Microsoft's speech recognition engine is now as good at recognising speech as a human, the company has claimed.
The tech giant has been working on its speech transcription systems, which are used in products like its digital assistant Cortana, with a goal of achieving 'human parity' – the point at which an AI can interpret speech with the same error rate as a real person.
"Today, I'm excited to announce that our research team reached that 5.1 percent error rate with our speech recognition system, a new industry milestone, substantially surpassing the accuracy we achieved last year," Microsoft technical fellow Xuedong Huang wrote in a blog post.
"Reaching human parity with an accuracy on par with humans has been a research goal for the last 25 years. Microsoft's willingness to invest in long-term research is now paying dividends for our customers in products and services such as Cortana, Presentation Translator, and Microsoft Cognitive Services. It's deeply gratifying to our research teams to see our work used by millions of people each day."
Both systems are benchmarked against the Switchboard corpus, a dataset of recorded telephone conversations that speech research technologists have been using for more than two decades to measure the capability of transcription systems.
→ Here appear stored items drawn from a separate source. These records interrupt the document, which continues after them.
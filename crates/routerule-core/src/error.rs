//! Error types for routerule-core
//!
//! Centralized error handling using `thiserror` for ergonomic error definitions.

use std::net::Ipv4Addr;
use thiserror::Error;

/// Main error type for routerule-core operations
#[derive(Error, Debug)]
pub enum Error {
    /// Configuration file not found
    #[error("Configuration file not found: {path}")]
    ConfigNotFound {
        /// Path to the missing config file
        path: String,
    },

    /// Invalid configuration value
    #[error("Invalid configuration value for '{key}': {message}")]
    ConfigValue {
        /// Configuration key
        key: String,
        /// Error message
        message: String,
    },

    /// Hostname failed label/character validation
    #[error("Invalid domain '{name}': {reason}")]
    InvalidDomain {
        /// The rejected name
        name: String,
        /// Why it was rejected
        reason: String,
    },

    /// Country lookup failed for an address
    #[error("Country lookup failed for {ip}: {reason}")]
    Lookup {
        /// Address that was looked up
        ip: Ipv4Addr,
        /// Failure reason reported by the lookup
        reason: String,
    },

    /// Logging subscriber could not be installed
    #[error("Logging initialization failed: {0}")]
    Logging(String),

    /// I/O error wrapper
    #[error("I/O error: {0}")]
    Io(#[from] std::io::Error),

    /// TOML parsing error
    #[error("TOML parsing error: {0}")]
    TomlParse(#[from] toml::de::Error),

    /// TOML serialization error
    #[error("TOML serialization error: {0}")]
    TomlSerialize(#[from] toml::ser::Error),
}

/// Result type alias using our Error type
pub type Result<T> = std::result::Result<T, Error>;

impl Error {
    /// Create a config value error
    pub fn config_value(key: impl Into<String>, message: impl Into<String>) -> Self {
        Self::ConfigValue {
            key: key.into(),
            message: message.into(),
        }
    }

    /// Create a lookup error
    pub fn lookup(ip: Ipv4Addr, reason: impl Into<String>) -> Self {
        Self::Lookup {
            ip,
            reason: reason.into(),
        }
    }

    /// Create an invalid domain error
    pub fn invalid_domain(name: impl Into<String>, reason: impl Into<String>) -> Self {
        Self::InvalidDomain {
            name: name.into(),
            reason: reason.into(),
        }
    }
}
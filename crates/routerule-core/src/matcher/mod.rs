//! Target matching for routing rules
//!
//! A target is either an IPv4 literal or a domain name:
//! - IPv4 literals are resolved to a country and checked against
//!   [`FilterRegions`]
//! - Everything else is checked for a keyword from [`FilterList`]
//!
//! Both lists are fixed once the [`DomainMatcher`] is built.

mod domain_matcher;
mod ipv4;
mod keywords;
mod regions;

pub use domain_matcher::{DomainMatcher, DomainMatcherBuilder, MatchReason, Verdict};
pub use ipv4::{is_ipv4, parse_ipv4};
pub use keywords::{FilterList, DEFAULT_FILTERS};
pub use regions::{FilterRegions, LookupFailurePolicy, RegionMatch, DEFAULT_REGIONS};
//! # routerule core
//!
//! Decides whether a routing target (a domain name or an IPv4 literal)
//! should be filtered.
//!
//! ## Architecture
//!
//! This crate provides:
//! - **Matching** - keyword list for domains, region set for addresses
//! - **Country lookup** - injected [`CountryLookup`] capability
//! - **Rules** - named matchers with hostname validation
//! - **Configuration** - TOML configuration with built-in defaults
//!
//! ## Example
//!
//! ```rust
//! use routerule_core::{DomainMatcher, StaticLookup};
//! use std::net::Ipv4Addr;
//!
//! let matcher = DomainMatcher::builder()
//!     .lookup(StaticLookup::new().with_entry(Ipv4Addr::new(1, 2, 3, 4), "CN"))
//!     .build();
//!
//! assert!(matcher.match_domain("www.baidu.com"));
//! assert!(matcher.match_domain("1.2.3.4"));
//! assert!(!matcher.match_domain("example.com"));
//! ```

#![warn(missing_docs)]
#![warn(clippy::all)]
#![warn(clippy::pedantic)]
#![allow(clippy::module_name_repetitions)]

pub mod config;
pub mod error;
pub mod logging;
pub mod lookup;
pub mod matcher;
pub mod rule;
pub mod validate;

// Re-exports for convenience
pub use config::Config;
pub use error::{Error, Result};
pub use lookup::{CountryLookup, NoLookup, StaticLookup};
pub use matcher::{DomainMatcher, FilterList, FilterRegions, LookupFailurePolicy, MatchReason, Verdict};
pub use rule::Rule;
Huang said Microsoft managed to reach this milestone, which represented a 12 percent increase over the system's performance last year, by modifying the neural net-based language and acoustic models it uses, as well as by using the entire history of a conversation to allow the system to predict what the next word is likely to be by using context.
The next focus for Microsoft's speech recognition research will be to improve the system's ability to recognise accented speech, dialects and conversations in noisy environments. The company will also work on improving its ability to understand the meaning and intent behind speech, saying: "Moving from recognizing to understanding speech is the next major frontier for speech technology."